The New Skills Needed For Participatory Culture

Okay this is old news, but it is still DAMN F’N relevant!

In 2005, via the MacArthur Foundation, Henry Jenkins released this white paper, pointing out that:

Schools as institutions have been slow to react to the emergence of this new participatory culture; the greatest opporitunity for change is currently found in afterschool programs and informal learning communities. Schools and afterschool programs must devote more attention to fostering what we call the new media literacies: a set of cultural competencies and social skills that young people need in the new media landscape. Participatory culture shifts the focus of literacy from one of individual expression to community involvement.The new literacies almost all involve social skills developed through collaboration and networking.These skills build on the foundation of tradi- tional literacy, research skills, technical skills, and critical analysis skills taught in the classroom.

What Jenkins goes on to point out is needed among students, is also very much needed by anyone working in the film business, or desiring a full appreciation  of today’s film culture.

The new skills include:

Play — the capacity to experiment with one’s surroundings as a form of problem-solving Performance — the ability to adopt alternative identities for the purpose of improvisation and discovery

Simulation — the ability to interpret and construct dynamic models of real-world processes

Appropriation — the ability to meaningfully sample and remix media content

Multitasking — the ability to scan one’s environment and shift focus as needed to salient details.

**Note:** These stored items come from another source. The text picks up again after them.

impl WatcherActor {
    fn new(config: WatcherConfig, services: WatcherServices, inbox: mpsc::Receiver<Command>) -> Self {
        let guard = DedupGuard::new(services.decisions.clone(), services.reviews)
            .with_failure_policy(services.failure_policy);
        let pipeline =
            EnforcementPipeline::new(guard, Executor::new(services.hider), services.decisions);
        let connection = ConnectionManager::new(
            services.connector,
            config.relay_url.clone(),
            config.subscription_id.clone(),
            config.connect_timeout,
        );
        let (completions_tx, completions) = mpsc::unbounded_channel();
        let capacity = NonZeroUsize::new(config.enforced_cache_capacity).unwrap_or(NonZeroUsize::MIN);

        Self {
            state: WatcherState::new(config.initial_reconnect_delay),
            connection,
            scheduler: Scheduler::new(config.health_check_interval),
            backoff: ReconnectBackoff::new(config.initial_reconnect_delay, config.max_reconnect_delay),
            normalizer: services.normalizer,
            policy: TrustPolicy::from_config(&config),
            pipeline,
            state_store: services.state_store,
            inbox,
            completions_tx,
            completions,
            in_flight: HashSet::new(),
            enforced: LruCache::new(capacity),
            config,
        }
    }

    async fn run(mut self) {
        self.restore().await;

        loop {
            tokio::select! {
                command = self.inbox.recv() => match command {
                    Some(Command::Shutdown(done)) => {
                        self.shutdown().await;
                        let _ = done.send(());
                        break;
                    }
                    Some(command) => self.handle_command(command).await,
                    None => {
                        self.shutdown().await;
                        break;
                    }
                },
                frame = self.connection.next_frame() => self.handle_frame(frame),
                wake = self.scheduler.next_wake() => self.handle_wake(wake).await,
                Some(completion) = self.completions.recv() => self.handle_completion(completion),
            }
        }

        tracing::debug!("Watcher actor for {} exited", self.config.relay_url);
    }

    async fn restore(&mut self) {
        match self.state_store.load().await {
            Ok(Some(saved)) => {
                self.state = saved
                    .restored(self.config.initial_reconnect_delay, self.config.max_reconnect_delay);
                self.backoff.restore(self.state.reconnect_delay, self.state.reconnect_attempts);
                self.sync_backoff();
                tracing::info!(
                    "Restored watcher state (running: {}, processed: {}, auto-hidden: {})",
                    self.state.running,
                    self.state.events_processed,
                    self.state.events_auto_hidden
                );
            }
            Ok(None) => tracing::debug!("No saved watcher state"),
            Err(e) => tracing::warn!("Failed to load watcher state, starting fresh: {}", e),
        }

        if self.state.running {
            tracing::info!("Watcher was running before restart, reconnecting");
            self.scheduler.start_health();
            self.connect_now().await;
        }
    }

    // -------------------------------------------------------------------------
    // Commands
    // -------------------------------------------------------------------------

    async fn handle_command(&mut self, command: Command) {
        let (reply, response) = match command {
            Command::Start(reply) => (reply, self.start().await),
            Command::Stop(reply) => (reply, self.stop().await),
            Command::Status(reply) => {
                let message = if self.state.running { "running" } else { "stopped" };
                (reply, self.respond(true, message))
            }
            Command::Shutdown(_) => return,
        };
        let _ = reply.send(response);
    }

    async fn start(&mut self) -> ControlResponse {
        if self.state.running {
            return self.respond(false, "already running");
        }

        tracing::info!("Starting report watcher for {}", self.config.relay_url);
        self.state.running = true;
        self.persist().await;
        self.scheduler.start_health();
        self.connect_now().await;

        if self.connection.is_connected() {
            self.respond(true, "watcher started")
        } else {
            self.respond(true, "watcher started, connection pending")
        }
    }

    async fn stop(&mut self) -> ControlResponse {
        if !self.state.running {
            return self.respond(false, "not running");
        }

        tracing::info!("Stopping report watcher for {}", self.config.relay_url);
        self.state.running = false;
        self.scheduler.stop();
        self.connection.disconnect().await;
        self.state.connected_at = None;
        self.backoff.reset();
        self.sync_backoff();
        self.persist().await;

        self.respond(true, "watcher stopped")
    }

    async fn shutdown(&mut self) {
        self.scheduler.stop();
        self.connection.disconnect().await;
        self.state.connected_at = None;
        self.persist().await;
        tracing::info!("Watcher for {} shut down", self.config.relay_url);
    }

    fn respond(&self, success: bool, message: &str) -> ControlResponse {
        ControlResponse { success, message: message.to_string(), status: self.status() }
    }

    fn status(&self) -> WatcherStatus {
        WatcherStatus {
            state: self.state.clone(),
            connected: self.connection.is_connected(),
            auto_hide_enabled: self.policy.is_enabled(),
        }
    }

    // -------------------------------------------------------------------------
    // Connection lifecycle
    // -------------------------------------------------------------------------

    async fn connect_now(&mut self) {
        match self.connection.connect().await {
            Ok(()) => {
                self.scheduler.cancel_reconnect();
                self.backoff.reset();
                self.sync_backoff();
                self.state.connected_at = Some(Utc::now());
            }
            Err(e) => {
                tracing::warn!("Connection to {} failed: {}", self.config.relay_url, e);
                self.schedule_reconnect();
            }
        }
    }

    fn handle_lost(&mut self, reason: &str) {
        tracing::warn!("Lost connection to {}: {}", self.config.relay_url, reason);
        self.connection.mark_lost();
        self.state.connected_at = None;
        self.schedule_reconnect();
    }

    fn schedule_reconnect(&mut self) {
        if !self.state.running {
            return;
        }

        let delay = self.backoff.next_delay();
        self.scheduler.schedule_reconnect(delay);
        self.sync_backoff();
        tracing::info!(
            "Reconnecting to {} in {:?} (attempt {})",
            self.config.relay_url,
            delay,
            self.state.reconnect_attempts
        );
    }

    fn sync_backoff(&mut self) {
        self.state.reconnect_attempts = self.backoff.attempts();
        self.state.reconnect_delay = self.backoff.current_delay();
    }

    async fn handle_wake(&mut self, wake: Wake) {
        match wake {
            Wake::Reconnect => {
                // Stop disarms the timer; this covers a wake already in flight
                if !self.state.running || self.connection.is_connected() {
                    return;
                }
                self.connect_now().await;
            }
            Wake::HealthCheck => {
                if !self.state.running {
                    return;
                }
                if !self.connection.is_connected() && !self.scheduler.reconnect_pending() {
                    tracing::info!("Health check found no connection, reconnecting");
                    self.connect_now().await;
                } else {
                    tracing::debug!(
                        "Health check: connected={}, processed={}",
                        self.connection.is_connected(),
                        self.state.events_processed
                    );
                }
                self.persist().await;
            }
        }
    }

    async fn persist(&mut self) {
        if let Err(e) = self.state_store.save(&self.state).await {
            tracing::warn!("Failed to save watcher state: {}", e);
        }
    }

    // -------------------------------------------------------------------------
    // Reports
    // -------------------------------------------------------------------------

    fn handle_frame(&mut self, frame: Option<nostr_client::Result<String>>) {
        let text = match frame {
            None => return self.handle_lost("stream ended"),
            Some(Err(nostr_client::Error::Protocol(e))) => {
                tracing::warn!("Dropping undecodable frame: {}", e);
                return;
            }
            Some(Err(e)) => return self.handle_lost(&e.to_string()),
            Some(Ok(text)) => text,
        };

        match RelayMessage::parse(&text) {
            Err(e) => tracing::warn!("Dropping malformed frame: {}", e),
            Ok(RelayMessage::Event { subscription_id, event })
                if subscription_id == self.connection.subscription_id() =>
            {
                self.handle_report(&event)
            }
            Ok(RelayMessage::Event { subscription_id, .. }) => {
                tracing::debug!("Ignoring event for subscription {}", subscription_id)
            }
            Ok(RelayMessage::Eose { .. }) => tracing::debug!("Relay finished sending stored reports"),
            Ok(RelayMessage::Notice { message }) => tracing::info!("Relay notice: {}", message),
            Ok(RelayMessage::Closed { subscription_id, message })
                if subscription_id == self.connection.subscription_id() =>
            {
                self.handle_lost(&format!("subscription closed by relay: {}", message))
            }
            Ok(other) => tracing::debug!("Ignoring frame {:?}", other),
        }
    }

    fn handle_report(&mut self, event: &Event) {
        let report = match self.normalizer.normalize(event) {
            Ok(report) => report,
            Err(e) => {
                tracing::warn!("Dropping event {}: {}", event.id, e);
                return;
            }
        };

        self.state.events_processed += 1;
        self.state.last_event_at = Some(Utc::now());
        tracing::debug!(
            "Report {} against {} ({}, client {:?})",
            report.id,
            report.target(),
            report.category,
            report.reporting_client
        );

        match self.policy.evaluate(&report) {
            PolicyVerdict::Skip(reason) => {
                tracing::info!("Report {} not eligible for auto-hide: {}", report.id, reason);
                self.spawn_skip(report, reason);
            }
            PolicyVerdict::Qualifies => {
                let target = report.target();
                if self.in_flight.contains(&target) {
                    self.spawn_skip(report, "enforcement already in progress".to_string());
                } else if self.enforced.contains(&target) {
                    self.spawn_skip(report, "already auto-hidden".to_string());
                } else {
                    self.in_flight.insert(target.clone());
                    self.spawn_enforcement(report, target);
                }
            }
        }
    }

    fn spawn_skip(&self, report: ReportEvent, reason: String) {
        let pipeline = self.pipeline.clone();
        tokio::spawn(async move {
            pipeline.skip(&report, &reason).await;
        });
    }

    fn spawn_enforcement(&self, report: ReportEvent, target: TargetKey) {
        let pipeline = self.pipeline.clone();
        let completions = self.completions_tx.clone();
        tokio::spawn(async move {
            let outcome = pipeline.enforce(&report).await;
            let _ = completions.send(Completion { target, outcome });
        });
    }

    fn handle_completion(&mut self, completion: Completion) {
        self.in_flight.remove(&completion.target);

        match completion.outcome {
            PipelineOutcome::Hidden => {
                self.state.events_auto_hidden += 1;
                self.enforced.put(completion.target, ());
            }
            PipelineOutcome::Failed(error) => {
                tracing::debug!("Enforcement for {} failed: {}", completion.target, error)
            }
            PipelineOutcome::Skipped(reason) => {
                tracing::debug!("Enforcement for {} skipped: {}", completion.target, reason)
            }
        }
    }
}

Distributed Cognition — the ability to interact meaningfully with tools that expand mental capacities

Collective Intelligence — the ability to pool knowledge and compare notes with others toward a common goal

Judgment — the ability to evaluate the reliability and credibility of different information sources

Transmedia Navigation — the ability to follow the flow of stories and information across multiple modalities

Networking — the ability to search for, synthesize, and disseminate information

Negotiation — the ability to travel across diverse communities, discerning and respecting multiple perspectives, and grasping and following alternative norms.

I want to make sure my son has all these skills in his arsenal as he starts middle school.  That said, if I ran an undergrad film school, this training would be part of the core curriculum.  At the grad level, it would be an entry requirement.